═════ RECORDS FOR THE TASK

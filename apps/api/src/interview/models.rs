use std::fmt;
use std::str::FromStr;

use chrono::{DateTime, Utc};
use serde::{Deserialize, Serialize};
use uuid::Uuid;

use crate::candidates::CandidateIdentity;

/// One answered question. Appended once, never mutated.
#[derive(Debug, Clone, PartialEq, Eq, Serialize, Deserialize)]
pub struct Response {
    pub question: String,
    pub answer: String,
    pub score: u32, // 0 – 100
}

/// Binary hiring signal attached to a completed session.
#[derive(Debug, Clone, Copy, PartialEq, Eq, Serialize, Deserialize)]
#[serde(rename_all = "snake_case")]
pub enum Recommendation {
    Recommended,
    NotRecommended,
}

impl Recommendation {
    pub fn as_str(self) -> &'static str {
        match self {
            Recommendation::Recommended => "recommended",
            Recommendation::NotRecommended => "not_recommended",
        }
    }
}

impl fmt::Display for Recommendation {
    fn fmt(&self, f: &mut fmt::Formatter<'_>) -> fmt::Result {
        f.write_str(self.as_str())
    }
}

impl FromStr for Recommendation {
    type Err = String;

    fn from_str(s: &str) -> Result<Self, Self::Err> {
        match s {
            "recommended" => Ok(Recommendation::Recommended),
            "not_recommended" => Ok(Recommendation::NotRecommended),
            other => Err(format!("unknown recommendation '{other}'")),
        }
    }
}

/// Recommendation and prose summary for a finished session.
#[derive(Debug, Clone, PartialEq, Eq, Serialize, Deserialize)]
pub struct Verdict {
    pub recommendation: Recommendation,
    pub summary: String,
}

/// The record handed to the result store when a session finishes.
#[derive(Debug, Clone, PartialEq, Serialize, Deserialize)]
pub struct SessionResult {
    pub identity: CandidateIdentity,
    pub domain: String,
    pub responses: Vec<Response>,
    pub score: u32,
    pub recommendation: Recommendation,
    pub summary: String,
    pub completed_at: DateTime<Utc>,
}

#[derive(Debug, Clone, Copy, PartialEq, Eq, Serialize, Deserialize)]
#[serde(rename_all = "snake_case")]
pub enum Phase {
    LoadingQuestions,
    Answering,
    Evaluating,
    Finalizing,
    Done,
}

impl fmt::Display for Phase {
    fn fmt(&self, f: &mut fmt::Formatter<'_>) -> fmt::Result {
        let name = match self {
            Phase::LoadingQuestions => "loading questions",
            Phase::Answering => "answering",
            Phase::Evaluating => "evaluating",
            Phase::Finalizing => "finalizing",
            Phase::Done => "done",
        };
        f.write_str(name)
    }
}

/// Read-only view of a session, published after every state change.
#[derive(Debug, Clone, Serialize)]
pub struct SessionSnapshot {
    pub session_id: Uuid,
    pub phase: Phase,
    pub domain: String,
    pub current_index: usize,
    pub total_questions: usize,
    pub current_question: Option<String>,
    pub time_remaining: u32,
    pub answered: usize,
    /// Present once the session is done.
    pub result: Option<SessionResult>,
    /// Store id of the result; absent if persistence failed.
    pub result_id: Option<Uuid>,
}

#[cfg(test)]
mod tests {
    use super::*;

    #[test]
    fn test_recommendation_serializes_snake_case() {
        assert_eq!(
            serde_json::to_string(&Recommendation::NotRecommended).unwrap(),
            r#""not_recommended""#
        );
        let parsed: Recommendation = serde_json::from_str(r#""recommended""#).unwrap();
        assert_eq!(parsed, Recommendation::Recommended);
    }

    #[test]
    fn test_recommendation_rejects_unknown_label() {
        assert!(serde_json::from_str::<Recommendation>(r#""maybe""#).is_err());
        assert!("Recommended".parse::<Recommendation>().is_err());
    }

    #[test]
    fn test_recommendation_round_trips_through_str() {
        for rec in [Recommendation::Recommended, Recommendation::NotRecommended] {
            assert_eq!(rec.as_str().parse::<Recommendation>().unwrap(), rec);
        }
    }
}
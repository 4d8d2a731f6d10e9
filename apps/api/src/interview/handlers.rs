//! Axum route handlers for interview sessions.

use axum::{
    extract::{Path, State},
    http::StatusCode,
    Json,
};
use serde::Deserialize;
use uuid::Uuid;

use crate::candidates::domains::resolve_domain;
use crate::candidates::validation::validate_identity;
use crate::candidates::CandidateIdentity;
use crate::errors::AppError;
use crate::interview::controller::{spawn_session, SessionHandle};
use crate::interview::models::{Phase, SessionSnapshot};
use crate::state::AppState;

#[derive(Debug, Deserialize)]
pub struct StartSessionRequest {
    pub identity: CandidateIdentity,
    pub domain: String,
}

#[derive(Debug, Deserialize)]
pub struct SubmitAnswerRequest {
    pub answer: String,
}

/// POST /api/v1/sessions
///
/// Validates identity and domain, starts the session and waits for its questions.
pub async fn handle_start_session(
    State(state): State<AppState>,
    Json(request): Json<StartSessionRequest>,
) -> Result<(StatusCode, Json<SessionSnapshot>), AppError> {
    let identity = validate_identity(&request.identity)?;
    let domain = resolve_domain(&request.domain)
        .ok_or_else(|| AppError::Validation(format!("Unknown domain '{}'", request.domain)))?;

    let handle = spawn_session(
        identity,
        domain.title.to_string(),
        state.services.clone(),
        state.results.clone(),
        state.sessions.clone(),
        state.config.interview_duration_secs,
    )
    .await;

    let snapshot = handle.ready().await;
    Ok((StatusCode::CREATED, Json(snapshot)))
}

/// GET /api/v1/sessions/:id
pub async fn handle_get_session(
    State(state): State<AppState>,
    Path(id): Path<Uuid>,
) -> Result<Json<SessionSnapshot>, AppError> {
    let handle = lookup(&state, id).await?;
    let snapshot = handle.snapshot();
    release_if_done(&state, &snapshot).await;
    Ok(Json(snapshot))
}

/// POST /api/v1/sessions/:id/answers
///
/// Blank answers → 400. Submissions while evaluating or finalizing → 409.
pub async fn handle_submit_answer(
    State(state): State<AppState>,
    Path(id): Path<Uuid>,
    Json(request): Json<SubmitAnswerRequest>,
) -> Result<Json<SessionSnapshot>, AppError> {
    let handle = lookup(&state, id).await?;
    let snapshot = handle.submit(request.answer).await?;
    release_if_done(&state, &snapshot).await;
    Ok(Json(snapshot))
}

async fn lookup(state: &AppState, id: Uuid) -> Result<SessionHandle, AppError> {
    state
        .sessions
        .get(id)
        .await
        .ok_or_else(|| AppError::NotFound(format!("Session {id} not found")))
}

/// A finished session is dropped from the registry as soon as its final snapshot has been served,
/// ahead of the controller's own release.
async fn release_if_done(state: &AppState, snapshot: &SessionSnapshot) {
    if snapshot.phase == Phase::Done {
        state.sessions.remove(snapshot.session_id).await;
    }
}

══════════
═════ RECORDS FOR THE TASK

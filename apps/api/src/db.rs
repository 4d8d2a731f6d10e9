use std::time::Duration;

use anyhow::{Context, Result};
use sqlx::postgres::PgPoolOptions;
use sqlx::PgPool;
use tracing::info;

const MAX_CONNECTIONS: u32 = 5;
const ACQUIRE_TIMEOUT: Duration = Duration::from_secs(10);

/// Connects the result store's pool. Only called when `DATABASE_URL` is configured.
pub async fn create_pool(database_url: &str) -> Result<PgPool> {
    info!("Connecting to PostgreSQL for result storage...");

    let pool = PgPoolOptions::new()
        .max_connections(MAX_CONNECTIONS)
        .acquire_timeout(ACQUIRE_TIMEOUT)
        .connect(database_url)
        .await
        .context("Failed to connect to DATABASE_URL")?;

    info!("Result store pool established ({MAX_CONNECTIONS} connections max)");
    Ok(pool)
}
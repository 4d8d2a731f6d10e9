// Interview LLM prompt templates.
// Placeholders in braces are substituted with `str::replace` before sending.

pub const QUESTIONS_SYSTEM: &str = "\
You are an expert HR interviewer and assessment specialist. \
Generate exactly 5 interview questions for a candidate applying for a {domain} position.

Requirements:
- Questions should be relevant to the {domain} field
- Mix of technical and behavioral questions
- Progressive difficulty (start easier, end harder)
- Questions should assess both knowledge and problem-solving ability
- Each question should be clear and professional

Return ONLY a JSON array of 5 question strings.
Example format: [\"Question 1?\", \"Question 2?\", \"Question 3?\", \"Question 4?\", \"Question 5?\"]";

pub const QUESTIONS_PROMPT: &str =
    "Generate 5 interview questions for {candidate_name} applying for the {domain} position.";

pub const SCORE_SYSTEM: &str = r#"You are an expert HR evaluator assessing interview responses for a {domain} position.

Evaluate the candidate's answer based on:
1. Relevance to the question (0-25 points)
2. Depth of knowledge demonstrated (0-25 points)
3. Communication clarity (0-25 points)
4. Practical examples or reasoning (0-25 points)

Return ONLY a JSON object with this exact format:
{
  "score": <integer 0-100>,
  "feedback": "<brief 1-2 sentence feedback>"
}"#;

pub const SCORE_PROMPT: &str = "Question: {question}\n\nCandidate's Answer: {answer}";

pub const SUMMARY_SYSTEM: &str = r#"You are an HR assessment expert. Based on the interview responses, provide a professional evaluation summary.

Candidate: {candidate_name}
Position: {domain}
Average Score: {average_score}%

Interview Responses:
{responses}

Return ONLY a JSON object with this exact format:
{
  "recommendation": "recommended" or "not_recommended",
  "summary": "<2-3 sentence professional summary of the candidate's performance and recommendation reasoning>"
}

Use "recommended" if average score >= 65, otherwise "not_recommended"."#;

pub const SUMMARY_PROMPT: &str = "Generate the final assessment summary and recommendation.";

══════════
═════ RECORDS FOR THE TASK

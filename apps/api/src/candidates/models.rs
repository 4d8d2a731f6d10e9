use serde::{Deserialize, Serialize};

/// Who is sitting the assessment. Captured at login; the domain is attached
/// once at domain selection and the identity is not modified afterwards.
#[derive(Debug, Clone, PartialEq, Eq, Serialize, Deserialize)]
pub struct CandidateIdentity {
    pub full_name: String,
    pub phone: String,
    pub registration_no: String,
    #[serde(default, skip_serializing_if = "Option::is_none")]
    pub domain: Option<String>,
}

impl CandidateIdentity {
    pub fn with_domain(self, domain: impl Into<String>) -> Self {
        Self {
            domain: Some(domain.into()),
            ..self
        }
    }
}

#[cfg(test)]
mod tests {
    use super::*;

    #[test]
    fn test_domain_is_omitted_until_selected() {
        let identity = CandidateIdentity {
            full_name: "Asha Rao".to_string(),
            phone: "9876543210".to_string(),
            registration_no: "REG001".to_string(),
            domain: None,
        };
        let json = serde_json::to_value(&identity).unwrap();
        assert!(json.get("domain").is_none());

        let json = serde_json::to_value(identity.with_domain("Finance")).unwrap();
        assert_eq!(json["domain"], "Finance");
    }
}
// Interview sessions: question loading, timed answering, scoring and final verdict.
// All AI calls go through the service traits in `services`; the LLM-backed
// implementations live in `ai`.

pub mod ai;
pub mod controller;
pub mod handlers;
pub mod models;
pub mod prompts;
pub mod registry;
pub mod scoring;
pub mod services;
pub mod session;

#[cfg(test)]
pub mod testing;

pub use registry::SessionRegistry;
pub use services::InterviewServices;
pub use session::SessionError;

══════════

**DIRECTIONS FOR THIS TASK:**
Each line that holds the string "SubmitAnswerRequest" is to be copied from the entries above.

**TASK RESULT:**
pub struct SubmitAnswerRequest {
    Json(request): Json<SubmitAnswerRequest>,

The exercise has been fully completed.